TASK PROMPT:
Search the records for the string "reinit" and copy every line where it turns up.

DATA TO USE:
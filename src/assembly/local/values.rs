//! Physical basis function values on cells and faces.
//!
//! Velocity shape functions are mapped with the contravariant Piola transform
//! `phi = J phi_ref / det J`, which preserves normal fluxes, so that divergences transform as
//! `div phi = div_ref phi_ref / det J`. Face shape functions are additionally scaled by half
//! the face length and the orientation sign recorded in the dof map, so that a global face
//! dof is the normal velocity along the canonical face normal at its node.
use crate::element::{FiniteElement, MixedElement, Quad4d2Element};
use crate::quadrature::{QuadraturePair1d, QuadraturePair2d};
use crate::{DarcyError, Result};
use nalgebra::{Matrix2, Point2, Vector2, Vector3};

fn check_orientations(orientations: &[f64], n_dofs: usize) -> Result<()> {
    if orientations.len() != n_dofs {
        return Err(DarcyError::Assembly(format!(
            "expected {} orientation signs, got {}",
            n_dofs,
            orientations.len()
        )));
    }
    Ok(())
}

fn positive_jacobian(cell: &Quad4d2Element, xi: &Point2<f64>) -> Result<(Matrix2<f64>, f64)> {
    let jacobian = cell.reference_jacobian(xi);
    let det = jacobian.determinant();
    if det > 0.0 && det.is_finite() {
        Ok((jacobian, det))
    } else {
        Err(DarcyError::Assembly(format!(
            "cell with vertices {:?} is degenerate or inverted (det J = {:e})",
            cell.vertices(),
            det
        )))
    }
}

/// Scale of each local shape function: orientation sign times half the face length for face
/// dofs, and one otherwise.
fn dof_scales(element: &MixedElement, cell: &Quad4d2Element, orientations: &[f64], scales: &mut [f64]) {
    for (i, (scale, &orientation)) in scales.iter_mut().zip(orientations).enumerate() {
        *scale = match element.face_of_dof(i) {
            Some(face) => orientation * 0.5 * cell.face_length(face),
            None => orientation,
        };
    }
}

/// Shape function values, divergences and weights at the quadrature points of a cell.
///
/// Values are stored point by point: the value of shape function `i` at point `q` is at
/// index `q * n_dofs + i`.
#[derive(Debug, Clone)]
pub struct CellValues {
    element: MixedElement,
    n_dofs: usize,
    reference_points: Vec<Point2<f64>>,
    weights: Vec<f64>,
    reference_velocity: Vec<Vector2<f64>>,
    reference_divergence: Vec<f64>,
    reference_pressure: Vec<f64>,
    scales: Vec<f64>,
    points: Vec<Point2<f64>>,
    jxw: Vec<f64>,
    velocity: Vec<Vector2<f64>>,
    divergence: Vec<f64>,
}

impl CellValues {
    pub fn new(element: &MixedElement, quadrature: &QuadraturePair2d) -> Self {
        let (weights, reference_points) = quadrature.clone();
        let n_dofs = element.n_dofs();
        let n_q = weights.len();

        let mut reference_velocity = vec![Vector2::zeros(); n_q * n_dofs];
        let mut reference_divergence = vec![0.0; n_q * n_dofs];
        let mut reference_pressure = vec![0.0; n_q * n_dofs];
        for (q, xi) in reference_points.iter().enumerate() {
            let range = q * n_dofs..(q + 1) * n_dofs;
            element.populate_reference_values(
                xi,
                &mut reference_velocity[range.clone()],
                &mut reference_divergence[range.clone()],
                &mut reference_pressure[range],
            );
        }

        Self {
            element: element.clone(),
            n_dofs,
            reference_points,
            weights,
            reference_velocity,
            reference_divergence,
            reference_pressure,
            scales: vec![1.0; n_dofs],
            points: vec![Point2::origin(); n_q],
            jxw: vec![0.0; n_q],
            velocity: vec![Vector2::zeros(); n_q * n_dofs],
            divergence: vec![0.0; n_q * n_dofs],
        }
    }

    /// Maps the reference values onto `cell`.
    ///
    /// # Errors
    ///
    /// Returns an assembly error if `orientations` does not have one entry per local dof, or
    /// if the Jacobian determinant is not positive at some quadrature point.
    pub fn reinit(&mut self, cell: &Quad4d2Element, orientations: &[f64]) -> Result<()> {
        check_orientations(orientations, self.n_dofs)?;
        dof_scales(&self.element, cell, orientations, &mut self.scales);

        let n = self.n_dofs;
        for (q, xi) in self.reference_points.iter().enumerate() {
            let (jacobian, det) = positive_jacobian(cell, xi)?;
            self.points[q] = cell.map_reference_coords(xi);
            self.jxw[q] = self.weights[q] * det;
            for i in 0..n {
                let s = self.scales[i] / det;
                self.velocity[q * n + i] = jacobian * self.reference_velocity[q * n + i] * s;
                self.divergence[q * n + i] = self.reference_divergence[q * n + i] * s;
            }
        }
        Ok(())
    }

    pub fn n_dofs(&self) -> usize {
        self.n_dofs
    }

    pub fn n_quadrature_points(&self) -> usize {
        self.weights.len()
    }

    pub fn quadrature_points(&self) -> &[Point2<f64>] {
        &self.points
    }

    pub fn quadrature_point(&self, q: usize) -> &Point2<f64> {
        &self.points[q]
    }

    /// Quadrature weight times Jacobian determinant.
    pub fn jxw(&self, q: usize) -> f64 {
        self.jxw[q]
    }

    pub fn velocity(&self, i: usize, q: usize) -> &Vector2<f64> {
        &self.velocity[q * self.n_dofs + i]
    }

    pub fn divergence(&self, i: usize, q: usize) -> f64 {
        self.divergence[q * self.n_dofs + i]
    }

    pub fn pressure(&self, i: usize, q: usize) -> f64 {
        self.reference_pressure[q * self.n_dofs + i]
    }

    /// Interpolates the discrete solution `[u_x, u_y, p]` at every quadrature point, given
    /// the coefficients of the local dofs.
    pub fn solution_values(&self, coefficients: &[f64], values: &mut [Vector3<f64>]) -> Result<()> {
        if coefficients.len() != self.n_dofs || values.len() != self.n_quadrature_points() {
            return Err(DarcyError::Assembly(format!(
                "cannot interpolate {} coefficients into {} values at {} points",
                coefficients.len(),
                values.len(),
                self.n_quadrature_points()
            )));
        }
        for (q, value) in values.iter_mut().enumerate() {
            let mut u = Vector2::zeros();
            let mut p = 0.0;
            for (i, &c) in coefficients.iter().enumerate() {
                u += self.velocity(i, q) * c;
                p += self.pressure(i, q) * c;
            }
            *value = Vector3::new(u.x, u.y, p);
        }
        Ok(())
    }
}

/// Shape function values, outward normals and weights at the quadrature points of one face
/// of a cell.
#[derive(Debug, Clone)]
pub struct FaceValues {
    element: MixedElement,
    n_dofs: usize,
    weights: Vec<f64>,
    face_parameters: Vec<f64>,
    // Indexed by face, then point by point as in `CellValues`
    reference_velocity: Vec<Vec<Vector2<f64>>>,
    scales: Vec<f64>,
    points: Vec<Point2<f64>>,
    normals: Vec<Vector2<f64>>,
    jxw: Vec<f64>,
    velocity: Vec<Vector2<f64>>,
}

impl FaceValues {
    pub fn new(element: &MixedElement, face_quadrature: &QuadraturePair1d) -> Self {
        let (weights, face_points) = face_quadrature;
        let face_parameters: Vec<f64> = face_points.iter().map(|t| t.x).collect();
        let n_dofs = element.n_dofs();
        let n_q = weights.len();

        let mut divergence = vec![0.0; n_dofs];
        let mut pressure = vec![0.0; n_dofs];
        let reference_velocity = (0..element.faces_per_cell())
            .map(|face| {
                let mut values = vec![Vector2::zeros(); n_q * n_dofs];
                for (q, &t) in face_parameters.iter().enumerate() {
                    let xi = Quad4d2Element::reference_face_point(face, t);
                    element.populate_reference_values(
                        &xi,
                        &mut values[q * n_dofs..(q + 1) * n_dofs],
                        &mut divergence,
                        &mut pressure,
                    );
                }
                values
            })
            .collect();

        Self {
            element: element.clone(),
            n_dofs,
            weights: weights.clone(),
            face_parameters,
            reference_velocity,
            scales: vec![1.0; n_dofs],
            points: vec![Point2::origin(); n_q],
            normals: vec![Vector2::zeros(); n_q],
            jxw: vec![0.0; n_q],
            velocity: vec![Vector2::zeros(); n_q * n_dofs],
        }
    }

    /// Maps the reference values onto face `face` of `cell`.
    pub fn reinit(&mut self, cell: &Quad4d2Element, face: usize, orientations: &[f64]) -> Result<()> {
        check_orientations(orientations, self.n_dofs)?;
        if face >= self.reference_velocity.len() {
            return Err(DarcyError::Assembly(format!("invalid local face index {}", face)));
        }
        dof_scales(&self.element, cell, orientations, &mut self.scales);

        let n = self.n_dofs;
        let reference_tangent = Quad4d2Element::reference_face_tangent(face);
        for (q, &t) in self.face_parameters.iter().enumerate() {
            let xi = Quad4d2Element::reference_face_point(face, t);
            let (jacobian, det) = positive_jacobian(cell, &xi)?;
            let tangent = jacobian * reference_tangent;
            let length_scale = tangent.norm();
            self.points[q] = cell.map_reference_coords(&xi);
            self.normals[q] = Vector2::new(tangent.y, -tangent.x) / length_scale;
            self.jxw[q] = self.weights[q] * length_scale;
            for i in 0..n {
                let s = self.scales[i] / det;
                self.velocity[q * n + i] = jacobian * self.reference_velocity[face][q * n + i] * s;
            }
        }
        Ok(())
    }

    pub fn n_quadrature_points(&self) -> usize {
        self.weights.len()
    }

    pub fn quadrature_points(&self) -> &[Point2<f64>] {
        &self.points
    }

    /// Outward unit normal at face quadrature point `q`.
    pub fn normal(&self, q: usize) -> &Vector2<f64> {
        &self.normals[q]
    }

    /// Quadrature weight times the length scale of the face.
    pub fn jxw(&self, q: usize) -> f64 {
        self.jxw[q]
    }

    pub fn velocity(&self, i: usize, q: usize) -> &Vector2<f64> {
        &self.velocity[q * self.n_dofs + i]
    }
}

OUTPUT FOR THIS EXERCISE:
    pub fn reinit(&mut self, cell: &Quad4d2Element, orientations: &[f64]) -> Result<()> {
    pub fn reinit(&mut self, cell: &Quad4d2Element, face: usize, orientations: &[f64]) -> Result<()> {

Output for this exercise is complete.